▶ Work to be completed
Pick out each line in these entries that contains the string "CartClient".

▶ Data for review
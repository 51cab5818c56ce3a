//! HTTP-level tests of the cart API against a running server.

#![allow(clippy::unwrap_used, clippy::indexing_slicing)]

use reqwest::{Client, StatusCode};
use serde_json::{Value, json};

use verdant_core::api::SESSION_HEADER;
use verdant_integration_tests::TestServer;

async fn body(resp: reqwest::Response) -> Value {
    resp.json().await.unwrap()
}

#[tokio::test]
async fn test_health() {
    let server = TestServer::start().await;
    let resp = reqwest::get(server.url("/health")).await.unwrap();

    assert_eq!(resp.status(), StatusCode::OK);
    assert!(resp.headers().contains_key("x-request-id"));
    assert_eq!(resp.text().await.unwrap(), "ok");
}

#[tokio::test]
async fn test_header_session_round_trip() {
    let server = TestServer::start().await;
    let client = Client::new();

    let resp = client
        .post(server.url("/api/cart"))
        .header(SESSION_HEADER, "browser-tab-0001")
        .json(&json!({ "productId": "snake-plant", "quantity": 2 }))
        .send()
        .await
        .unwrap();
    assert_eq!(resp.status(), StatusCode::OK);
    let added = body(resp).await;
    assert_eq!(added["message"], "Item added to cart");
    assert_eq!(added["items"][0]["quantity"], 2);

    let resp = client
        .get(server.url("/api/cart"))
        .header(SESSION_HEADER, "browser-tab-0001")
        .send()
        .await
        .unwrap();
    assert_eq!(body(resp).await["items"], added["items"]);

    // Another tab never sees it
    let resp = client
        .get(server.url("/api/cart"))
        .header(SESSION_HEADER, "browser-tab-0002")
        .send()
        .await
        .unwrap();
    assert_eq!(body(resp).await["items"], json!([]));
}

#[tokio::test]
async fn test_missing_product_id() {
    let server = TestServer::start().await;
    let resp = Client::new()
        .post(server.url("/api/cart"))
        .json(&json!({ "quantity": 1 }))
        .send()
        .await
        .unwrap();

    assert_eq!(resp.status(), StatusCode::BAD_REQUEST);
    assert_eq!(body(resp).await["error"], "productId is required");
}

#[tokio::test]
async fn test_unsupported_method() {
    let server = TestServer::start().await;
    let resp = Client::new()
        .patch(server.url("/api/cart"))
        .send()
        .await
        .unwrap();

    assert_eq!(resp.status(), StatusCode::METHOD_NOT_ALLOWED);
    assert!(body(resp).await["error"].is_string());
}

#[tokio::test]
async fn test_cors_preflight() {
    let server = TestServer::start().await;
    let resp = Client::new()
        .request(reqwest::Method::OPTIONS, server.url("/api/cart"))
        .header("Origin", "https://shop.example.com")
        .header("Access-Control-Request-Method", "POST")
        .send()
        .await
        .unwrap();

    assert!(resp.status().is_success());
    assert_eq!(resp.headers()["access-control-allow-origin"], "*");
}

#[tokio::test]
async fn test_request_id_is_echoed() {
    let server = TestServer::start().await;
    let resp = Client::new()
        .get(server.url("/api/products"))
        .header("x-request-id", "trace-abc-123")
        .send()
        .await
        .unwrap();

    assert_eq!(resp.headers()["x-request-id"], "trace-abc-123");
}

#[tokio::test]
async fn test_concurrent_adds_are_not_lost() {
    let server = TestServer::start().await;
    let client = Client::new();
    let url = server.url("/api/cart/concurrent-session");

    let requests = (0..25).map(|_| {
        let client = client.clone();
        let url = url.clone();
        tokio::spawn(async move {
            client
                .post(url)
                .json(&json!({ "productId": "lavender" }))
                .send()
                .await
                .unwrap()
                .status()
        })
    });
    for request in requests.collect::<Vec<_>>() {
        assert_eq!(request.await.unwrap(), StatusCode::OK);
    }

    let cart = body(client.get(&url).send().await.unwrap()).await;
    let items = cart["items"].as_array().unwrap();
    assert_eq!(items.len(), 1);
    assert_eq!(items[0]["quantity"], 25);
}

--

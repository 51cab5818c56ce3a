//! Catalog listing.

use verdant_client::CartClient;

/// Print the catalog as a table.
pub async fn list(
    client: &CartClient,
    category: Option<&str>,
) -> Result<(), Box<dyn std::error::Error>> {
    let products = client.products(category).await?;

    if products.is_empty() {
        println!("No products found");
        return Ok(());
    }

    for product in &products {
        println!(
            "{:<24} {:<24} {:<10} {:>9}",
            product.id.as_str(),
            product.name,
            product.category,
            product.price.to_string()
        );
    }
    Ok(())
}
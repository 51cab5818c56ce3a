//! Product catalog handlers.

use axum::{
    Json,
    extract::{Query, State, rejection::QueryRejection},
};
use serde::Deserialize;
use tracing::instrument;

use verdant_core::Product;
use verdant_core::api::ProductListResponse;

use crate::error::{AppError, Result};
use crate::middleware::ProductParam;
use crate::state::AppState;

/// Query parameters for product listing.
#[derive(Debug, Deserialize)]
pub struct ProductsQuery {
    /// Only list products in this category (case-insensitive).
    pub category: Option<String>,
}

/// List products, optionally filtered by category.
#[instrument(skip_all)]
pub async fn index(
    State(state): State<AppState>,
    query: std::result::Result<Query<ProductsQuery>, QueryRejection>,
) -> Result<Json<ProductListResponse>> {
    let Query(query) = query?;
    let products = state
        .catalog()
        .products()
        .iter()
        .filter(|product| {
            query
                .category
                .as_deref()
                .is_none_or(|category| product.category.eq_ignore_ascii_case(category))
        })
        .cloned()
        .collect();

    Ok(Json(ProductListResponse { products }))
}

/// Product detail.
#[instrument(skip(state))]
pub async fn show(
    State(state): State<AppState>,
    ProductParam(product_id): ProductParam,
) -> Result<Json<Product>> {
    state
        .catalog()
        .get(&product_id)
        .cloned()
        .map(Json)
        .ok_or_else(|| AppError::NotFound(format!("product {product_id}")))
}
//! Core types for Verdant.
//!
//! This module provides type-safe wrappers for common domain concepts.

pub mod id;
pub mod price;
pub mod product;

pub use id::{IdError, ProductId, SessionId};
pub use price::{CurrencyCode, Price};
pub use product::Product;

▶ Exercise output
use verdant_client::CartClient;
    client: &CartClient,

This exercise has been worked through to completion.